Revealing the Anti-cancer Region within KL1 Subunit of the Hormone Klotho

Background:
Klotho is a 1012 amino acids transmembrane protein, composed of two internal repeats, KL1 and KL2, that can be cleaved, shed and act as a circulating hormone. Klotho regulates several pathways, including fibroblast growth factor 23 (FGF23) and the Wnt-β/catenin. Our group and other labs identified klotho as a potent tumor suppressor in various cancer types, and identified KL1 as the domain responsible for this activity. Yet, the mechanism mediating anti-cancer activity remains unresolved.

Aim:
Reveal the region within KL1 that mediate the anti-cancer activity and reveal the mechanism of action.

Methods:
We used MCF-7, MDA-MB-231, PANC1, MIAPaca-2, HCT116 and HT29 cancer cell lines.
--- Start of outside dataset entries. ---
//! Drives the full controller against a test backend and scripted input.
#![cfg_attr(
    test,
    allow(
        clippy::expect_used,
        clippy::unwrap_used,
        clippy::panic,
        clippy::missing_panics_doc,
        clippy::tests_outside_test_module,
        reason = "Test allows"
    )
)]

use crossterm::event::{Event, KeyCode};
use postboard_cli::{FocusedPane, LoadState, ScriptedEventSource, TuiApp, Visibility};
use postboard_core::{Config, Post, User};
use postboard_providers::{Gateway, MockSource};
use ratatui::Terminal;
use ratatui::backend::TestBackend;
use ratatui::buffer::Buffer;
use std::sync::Arc;
use std::time::Duration;
use tokio::time::timeout;

const FAILURE_MESSAGE_START: &str = "Hubo un error al cargar";

fn users() -> Vec<User> {
    vec![
        User {
            id: 1,
            name: "Leanne Graham".to_owned(),
            email: "Sincere@april.biz".to_owned(),
        },
        User {
            id: 2,
            name: "Ervin Howell".to_owned(),
            email: "Shanna@melissa.tv".to_owned(),
        },
    ]
}

fn posts() -> Vec<Post> {
    vec![
        Post {
            id: 1,
            user_id: Some(1),
            title: "sunt aut facere".to_owned(),
            body: "quia et suscipit".to_owned(),
        },
        Post {
            id: 2,
            user_id: Some(2),
            title: "qui est esse".to_owned(),
            body: "x".repeat(200),
        },
        Post {
            id: 3,
            user_id: Some(99),
            title: "ea molestias".to_owned(),
            body: "et iusto sed".to_owned(),
        },
    ]
}

fn app_with(source: MockSource, events: Vec<Event>) -> TuiApp<TestBackend> {
    let terminal = Terminal::new(TestBackend::new(140, 40)).expect("terminal");
    TuiApp::with_backend(
        terminal,
        Box::new(ScriptedEventSource::new(events)),
        Gateway::new(Arc::new(source)),
        Config::default(),
    )
}

fn healthy_source() -> MockSource {
    MockSource::new().with_posts(posts()).with_users(users())
}

/// Convert buffer to string representation
fn buffer_to_string(buffer: &Buffer) -> String {
    let area = buffer.area();
    let mut result = String::new();

    for row in area.top()..area.bottom() {
        for col in area.left()..area.right() {
            if let Some(cell) = buffer.cell((col, row)) {
                result.push_str(cell.symbol());
            }
        }
        result.push('\n');
    }

    result
}

fn screen(app: &TuiApp<TestBackend>) -> String {
    buffer_to_string(app.backend().buffer())
}

fn script(mut events: Vec<Event>) -> Box<ScriptedEventSource> {
    events.push(ScriptedEventSource::ctrl('q'));
    Box::new(ScriptedEventSource::new(events))
}

#[tokio::test]
async fn successful_load_renders_every_post() {
    let mut app = app_with(healthy_source(), Vec::new());
    app.load().await.expect("load");

    assert_eq!(app.state().load_state(), LoadState::Ready);
    assert_eq!(
        app.state().visibility(),
        Visibility {
            loading: false,
            grid: true,
            no_results: false,
        }
    );
    assert_eq!(app.state().notifications_raised(), 0);

    let cards = app.state().view().cards();
    assert_eq!(cards.len(), 3);
    assert_eq!(cards[0].author_name, "Leanne Graham");
    assert_eq!(cards[1].preview, format!("{}...", "x".repeat(150)));
    assert_eq!(cards[2].author_name, "Usuario desconocido");

    let rendered = screen(&app);
    assert!(rendered.contains("Leanne Graham"));
    assert!(rendered.contains("Usuario desconocido"));
    assert!(rendered.contains("#2"));
    assert!(!rendered.contains("Cargando publicaciones"));
}

#[tokio::test]
async fn posts_failure_raises_single_notification() {
    let mut app = app_with(
        MockSource::new().with_users(users()).failing_posts("500"),
        Vec::new(),
    );
    app.load().await.expect("load");

    assert_eq!(app.state().load_state(), LoadState::Failed);
    assert!(!app.state().visibility().loading);
    assert_eq!(app.state().notifications_raised(), 1);
    assert!(screen(&app).contains(FAILURE_MESSAGE_START));
    assert_eq!(app.state().selector().options().len(), 1);
}

#[tokio::test]
async fn users_failure_raises_single_notification() {
    let mut app = app_with(
        MockSource::new().with_posts(posts()).failing_users("timeout"),
        Vec::new(),
    );
    app.load().await.expect("load");

    assert_eq!(app.state().load_state(), LoadState::Failed);
    assert_eq!(app.state().notifications_raised(), 1);
    assert!(app.store().posts().is_empty());
}

#[tokio::test]
async fn both_failing_still_notifies_once() {
    let mut app = app_with(
        MockSource::new().failing_posts("a").failing_users("b"),
        Vec::new(),
    );
    app.load().await.expect("load");
    assert_eq!(app.state().notifications_raised(), 1);

    app.set_event_source(script(vec![ScriptedEventSource::key(KeyCode::Enter)]));
    app.run_event_loop().expect("event loop");

    assert!(app.state().notification().is_none());
    assert_eq!(app.state().notifications_raised(), 1);
    assert!(!screen(&app).contains(FAILURE_MESSAGE_START));
}

#[tokio::test(start_paused = true)]
async fn input_during_load_is_discarded() {
    let mut events = ScriptedEventSource::typed("facere");
    events.push(ScriptedEventSource::key(KeyCode::Enter));
    events.push(ScriptedEventSource::key(KeyCode::Tab));
    let mut app = app_with(
        healthy_source().with_posts_delay(Duration::from_secs(2)),
        events,
    );

    app.load().await.expect("load");

    assert_eq!(app.search_text(), "");
    assert_eq!(app.focused_pane(), FocusedPane::Search);
    assert_eq!(app.state().view().cards().len(), 3);
}

#[tokio::test(start_paused = true)]
async fn quit_key_during_load_ends_session() {
    let mut events = ScriptedEventSource::typed("abc");
    events.push(ScriptedEventSource::ctrl('q'));
    let mut app = app_with(
        healthy_source().with_posts_delay(Duration::from_secs(3600)),
        events,
    );

    let quit = timeout(Duration::from_secs(60), app.load())
        .await
        .expect("Ctrl+Q should end the load before the fetch resolves")
        .expect("load");

    assert!(quit);
    assert_eq!(app.state().load_state(), LoadState::Loading);
    assert_eq!(app.search_text(), "");
    assert_eq!(app.state().notifications_raised(), 0);
}

#[tokio::test]
async fn load_without_quit_keys_reports_no_quit() {
    let mut app = app_with(
        healthy_source(),
        vec![ScriptedEventSource::key(KeyCode::Char('q'))],
    );
    let quit = app.load().await.expect("load");

    assert!(!quit);
    assert_eq!(app.state().load_state(), LoadState::Ready);
}

#[tokio::test]
async fn typed_search_filters_and_empty_result_shows_panel() {
    let mut app = app_with(healthy_source(), Vec::new());
    app.load().await.expect("load");

    let mut events = ScriptedEventSource::typed("ESSE");
    events.push(ScriptedEventSource::key(KeyCode::Enter));
    app.set_event_source(script(events));
    app.run_event_loop().expect("event loop");

    let cards = app.state().view().cards();
    assert_eq!(cards.len(), 1);
    assert_eq!(cards[0].id_label, "#2");

    let mut events = ScriptedEventSource::typed("zzz");
    events.push(ScriptedEventSource::key(KeyCode::Enter));
    app.set_event_source(script(events));
    app.run_event_loop().expect("event loop");

    assert!(app.state().visibility().no_results);
    assert!(!app.state().visibility().grid);
    assert!(screen(&app).contains("No se encontraron publicaciones"));
}

#[tokio::test]
async fn author_selection_combines_with_search_text() {
    let mut app = app_with(healthy_source(), Vec::new());
    app.load().await.expect("load");

    let mut events = ScriptedEventSource::typed("e");
    events.extend([
        ScriptedEventSource::key(KeyCode::Tab),
        ScriptedEventSource::key(KeyCode::Tab),
        ScriptedEventSource::key(KeyCode::Right),
        ScriptedEventSource::key(KeyCode::Right),
    ]);
    app.set_event_source(script(events));
    app.run_event_loop().expect("event loop");

    assert_eq!(app.focused_pane(), FocusedPane::Filter);
    assert_eq!(app.state().selector().selected_label(), "Ervin Howell");
    let ids: Vec<&str> = app
        .state()
        .view()
        .cards()
        .iter()
        .map(|card| card.id_label.as_str())
        .collect();
    assert_eq!(ids, vec!["#2"]);
    assert!(screen(&app).contains("Ervin Howell"));
}

#[tokio::test]
async fn load_runs_only_once() {
    let source = healthy_source();
    let mut app = app_with(source.clone(), Vec::new());
    app.load().await.expect("load");
    app.load().await.expect("second load");

    assert_eq!(source.call_count(), 2);
    assert_eq!(app.state().load_state(), LoadState::Ready);
}
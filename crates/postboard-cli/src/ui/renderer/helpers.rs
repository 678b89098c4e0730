//! Helper utilities for rendering UI components

use ratatui::Frame;
use ratatui::layout::{Alignment, Rect};
use ratatui::style::{Modifier, Style};
use ratatui::text::Line;
use ratatui::widgets::Paragraph;

use super::super::theme::{Palette as _, Theme};

/// Braille spinner frames, one per tick
const SPINNER: [&str; 10] = ["⠋", "⠙", "⠹", "⠸", "⠼", "⠴", "⠦", "⠧", "⠇", "⠏"];

/// Spinner glyph for `frame`, wrapping around
pub fn spinner_glyph(frame: usize) -> &'static str {
    SPINNER[frame % SPINNER.len()]
}

/// Border style for a pane depending on focus
pub fn border_style(is_focused: bool, theme: Theme) -> Style {
    if is_focused {
        Style::default().fg(theme.focused_border())
    } else {
        Style::default().fg(theme.unfocused_border())
    }
}

/// Style for the selected or pressable element of a pane
pub fn selection_style(is_selected: bool, theme: Theme) -> Style {
    if is_selected {
        Style::default()
            .fg(theme.highlight())
            .add_modifier(Modifier::BOLD)
    } else {
        Style::default().fg(theme.text())
    }
}

/// Rectangle of at most `width` x `height` centered in `area`
pub fn centered_rect(width: u16, height: u16, area: Rect) -> Rect {
    let width = width.min(area.width);
    let height = height.min(area.height);
    Rect {
        x: area.x + (area.width - width) / 2,
        y: area.y + (area.height - height) / 2,
        width,
        height,
    }
}

/// Draws `line` centered horizontally and vertically in `area`
pub fn render_centered_line(frame: &mut Frame, area: Rect, line: Line<'_>) {
    let slot = centered_rect(area.width, 1, area);
    frame.render_widget(Paragraph::new(line).alignment(Alignment::Center), slot);
}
Cells were transfected with a series of C and N -terminal KL1 truncated expression vectors. Wnt-β/catenin pathway was studied by monitoring it transcriptional activity and expression of Wnt3A. Tumorigenic activity was studied by colony formation assay.

Results:
Over expression of C-terminal truncated vectors showed that KL340 is the shortest plasmid that retained ability to inhibit colony formation. None of the N-terminal truncated vectors was able to inhibit colony formation. In accordance with these results, only KL1 and KL340 decreased the levels of wnt3a and inhibited Wnt-β/catenin transcriptional activity.

Conclusion:
This study reveals that klotho’s anti-cancer resides within the 340 amino acids N-terminal region. The correlation between the anti-cancer activity and Wnt-β/catenin pathway suggest this pathway plays a role in mediating anti-cancer activity. It is still yet to be determined the precise mechanism KL340 affects this pathway.